┌─ EXERCISE INPUTS

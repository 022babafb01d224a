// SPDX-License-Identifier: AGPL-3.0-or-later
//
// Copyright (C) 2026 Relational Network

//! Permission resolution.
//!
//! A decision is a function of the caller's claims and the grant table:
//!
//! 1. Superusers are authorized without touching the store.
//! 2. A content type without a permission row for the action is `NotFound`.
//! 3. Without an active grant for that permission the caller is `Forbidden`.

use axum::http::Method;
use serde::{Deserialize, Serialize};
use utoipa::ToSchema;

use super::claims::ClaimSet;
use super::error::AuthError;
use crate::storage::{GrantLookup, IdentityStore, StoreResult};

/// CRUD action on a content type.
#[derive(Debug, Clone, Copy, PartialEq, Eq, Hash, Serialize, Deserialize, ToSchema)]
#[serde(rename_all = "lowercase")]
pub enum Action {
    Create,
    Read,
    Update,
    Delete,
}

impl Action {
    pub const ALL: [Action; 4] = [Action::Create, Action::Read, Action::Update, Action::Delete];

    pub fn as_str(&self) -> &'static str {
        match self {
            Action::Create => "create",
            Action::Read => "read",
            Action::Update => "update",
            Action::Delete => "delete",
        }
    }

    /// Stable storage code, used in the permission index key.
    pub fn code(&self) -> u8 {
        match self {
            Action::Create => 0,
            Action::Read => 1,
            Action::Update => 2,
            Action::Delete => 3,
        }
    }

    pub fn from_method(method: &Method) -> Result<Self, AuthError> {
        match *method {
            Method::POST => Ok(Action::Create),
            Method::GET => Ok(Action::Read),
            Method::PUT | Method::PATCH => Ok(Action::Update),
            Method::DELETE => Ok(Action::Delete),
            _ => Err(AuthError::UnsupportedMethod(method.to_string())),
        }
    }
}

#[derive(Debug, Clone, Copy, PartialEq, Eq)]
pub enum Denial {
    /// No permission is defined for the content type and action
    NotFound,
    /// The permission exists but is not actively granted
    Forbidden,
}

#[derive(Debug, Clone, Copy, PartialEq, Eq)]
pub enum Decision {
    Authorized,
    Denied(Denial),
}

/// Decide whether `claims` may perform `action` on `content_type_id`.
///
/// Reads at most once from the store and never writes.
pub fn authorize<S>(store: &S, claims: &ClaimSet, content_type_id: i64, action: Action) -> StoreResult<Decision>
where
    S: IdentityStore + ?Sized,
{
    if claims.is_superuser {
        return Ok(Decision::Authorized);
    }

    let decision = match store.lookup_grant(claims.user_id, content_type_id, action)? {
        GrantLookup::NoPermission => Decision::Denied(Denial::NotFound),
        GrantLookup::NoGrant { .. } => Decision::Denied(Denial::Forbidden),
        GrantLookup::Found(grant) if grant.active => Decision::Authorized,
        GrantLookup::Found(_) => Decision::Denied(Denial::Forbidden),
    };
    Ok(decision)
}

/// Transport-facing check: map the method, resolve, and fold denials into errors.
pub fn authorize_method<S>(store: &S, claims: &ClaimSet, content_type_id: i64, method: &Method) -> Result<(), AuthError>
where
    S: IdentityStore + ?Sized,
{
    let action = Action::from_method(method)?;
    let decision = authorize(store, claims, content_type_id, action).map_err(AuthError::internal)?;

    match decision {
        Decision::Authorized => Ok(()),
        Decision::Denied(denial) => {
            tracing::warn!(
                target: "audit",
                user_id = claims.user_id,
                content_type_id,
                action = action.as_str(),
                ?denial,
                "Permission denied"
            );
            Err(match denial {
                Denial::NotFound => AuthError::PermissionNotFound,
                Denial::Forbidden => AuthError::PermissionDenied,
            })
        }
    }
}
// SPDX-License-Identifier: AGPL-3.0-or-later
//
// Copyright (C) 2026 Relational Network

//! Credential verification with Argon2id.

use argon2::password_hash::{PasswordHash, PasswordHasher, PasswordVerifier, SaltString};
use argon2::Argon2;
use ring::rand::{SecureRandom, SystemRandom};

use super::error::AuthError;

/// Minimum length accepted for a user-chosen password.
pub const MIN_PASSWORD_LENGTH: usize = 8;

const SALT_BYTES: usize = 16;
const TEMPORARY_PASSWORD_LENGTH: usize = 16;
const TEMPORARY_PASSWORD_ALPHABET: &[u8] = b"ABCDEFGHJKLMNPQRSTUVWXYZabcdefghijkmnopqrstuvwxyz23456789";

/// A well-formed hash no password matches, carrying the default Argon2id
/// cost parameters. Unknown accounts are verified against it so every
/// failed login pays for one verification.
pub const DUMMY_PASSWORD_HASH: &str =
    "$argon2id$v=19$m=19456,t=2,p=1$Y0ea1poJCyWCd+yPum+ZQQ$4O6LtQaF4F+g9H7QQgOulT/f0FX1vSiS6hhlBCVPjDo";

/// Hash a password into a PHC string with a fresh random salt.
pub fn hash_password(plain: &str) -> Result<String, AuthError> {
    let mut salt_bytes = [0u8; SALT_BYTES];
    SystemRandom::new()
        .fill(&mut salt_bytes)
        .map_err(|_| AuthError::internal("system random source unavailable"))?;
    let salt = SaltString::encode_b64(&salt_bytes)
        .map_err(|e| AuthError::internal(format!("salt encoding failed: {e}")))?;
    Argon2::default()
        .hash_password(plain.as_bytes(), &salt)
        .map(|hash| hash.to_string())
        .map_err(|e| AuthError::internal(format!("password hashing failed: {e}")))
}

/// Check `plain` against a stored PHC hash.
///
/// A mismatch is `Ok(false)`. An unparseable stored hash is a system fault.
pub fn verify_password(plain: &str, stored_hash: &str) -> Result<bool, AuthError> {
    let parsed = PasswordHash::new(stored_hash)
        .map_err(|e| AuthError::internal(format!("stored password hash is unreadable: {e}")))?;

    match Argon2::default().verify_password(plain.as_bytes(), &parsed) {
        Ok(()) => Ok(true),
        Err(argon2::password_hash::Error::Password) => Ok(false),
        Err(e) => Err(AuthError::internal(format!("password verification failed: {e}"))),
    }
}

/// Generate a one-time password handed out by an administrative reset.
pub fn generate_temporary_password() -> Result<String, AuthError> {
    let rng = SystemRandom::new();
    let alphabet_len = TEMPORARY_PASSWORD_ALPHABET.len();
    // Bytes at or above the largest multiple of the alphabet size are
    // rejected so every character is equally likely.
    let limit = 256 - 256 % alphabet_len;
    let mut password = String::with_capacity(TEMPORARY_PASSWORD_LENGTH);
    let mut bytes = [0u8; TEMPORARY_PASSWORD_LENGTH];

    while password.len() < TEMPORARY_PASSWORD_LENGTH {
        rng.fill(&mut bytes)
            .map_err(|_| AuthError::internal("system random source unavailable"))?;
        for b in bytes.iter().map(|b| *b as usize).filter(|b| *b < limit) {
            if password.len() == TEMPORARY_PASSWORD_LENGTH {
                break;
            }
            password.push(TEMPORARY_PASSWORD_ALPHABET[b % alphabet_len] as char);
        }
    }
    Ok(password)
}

└─
┌─ EXERCISE INPUTS

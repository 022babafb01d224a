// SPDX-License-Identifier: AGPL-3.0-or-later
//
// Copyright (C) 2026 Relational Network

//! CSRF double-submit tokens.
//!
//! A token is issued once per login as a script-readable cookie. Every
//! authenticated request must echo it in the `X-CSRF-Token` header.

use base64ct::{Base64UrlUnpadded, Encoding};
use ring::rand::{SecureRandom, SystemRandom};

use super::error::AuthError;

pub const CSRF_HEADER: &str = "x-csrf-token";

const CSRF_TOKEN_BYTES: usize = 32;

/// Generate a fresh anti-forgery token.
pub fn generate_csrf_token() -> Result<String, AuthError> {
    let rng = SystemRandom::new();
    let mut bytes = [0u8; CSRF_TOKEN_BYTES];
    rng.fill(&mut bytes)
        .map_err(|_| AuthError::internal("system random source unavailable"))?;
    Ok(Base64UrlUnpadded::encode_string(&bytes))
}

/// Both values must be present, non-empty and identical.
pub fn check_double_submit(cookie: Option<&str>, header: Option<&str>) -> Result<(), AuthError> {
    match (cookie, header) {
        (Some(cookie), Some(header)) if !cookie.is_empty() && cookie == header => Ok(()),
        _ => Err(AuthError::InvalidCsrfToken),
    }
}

└─

• PROBLEM TO SOLVE: Pick out every line of the listing containing the word "default", and show those lines.

• RESULT:
/// A well-formed hash no password matches, carrying the default Argon2id
    Argon2::default()
    match Argon2::default().verify_password(plain.as_bytes(), &parsed) {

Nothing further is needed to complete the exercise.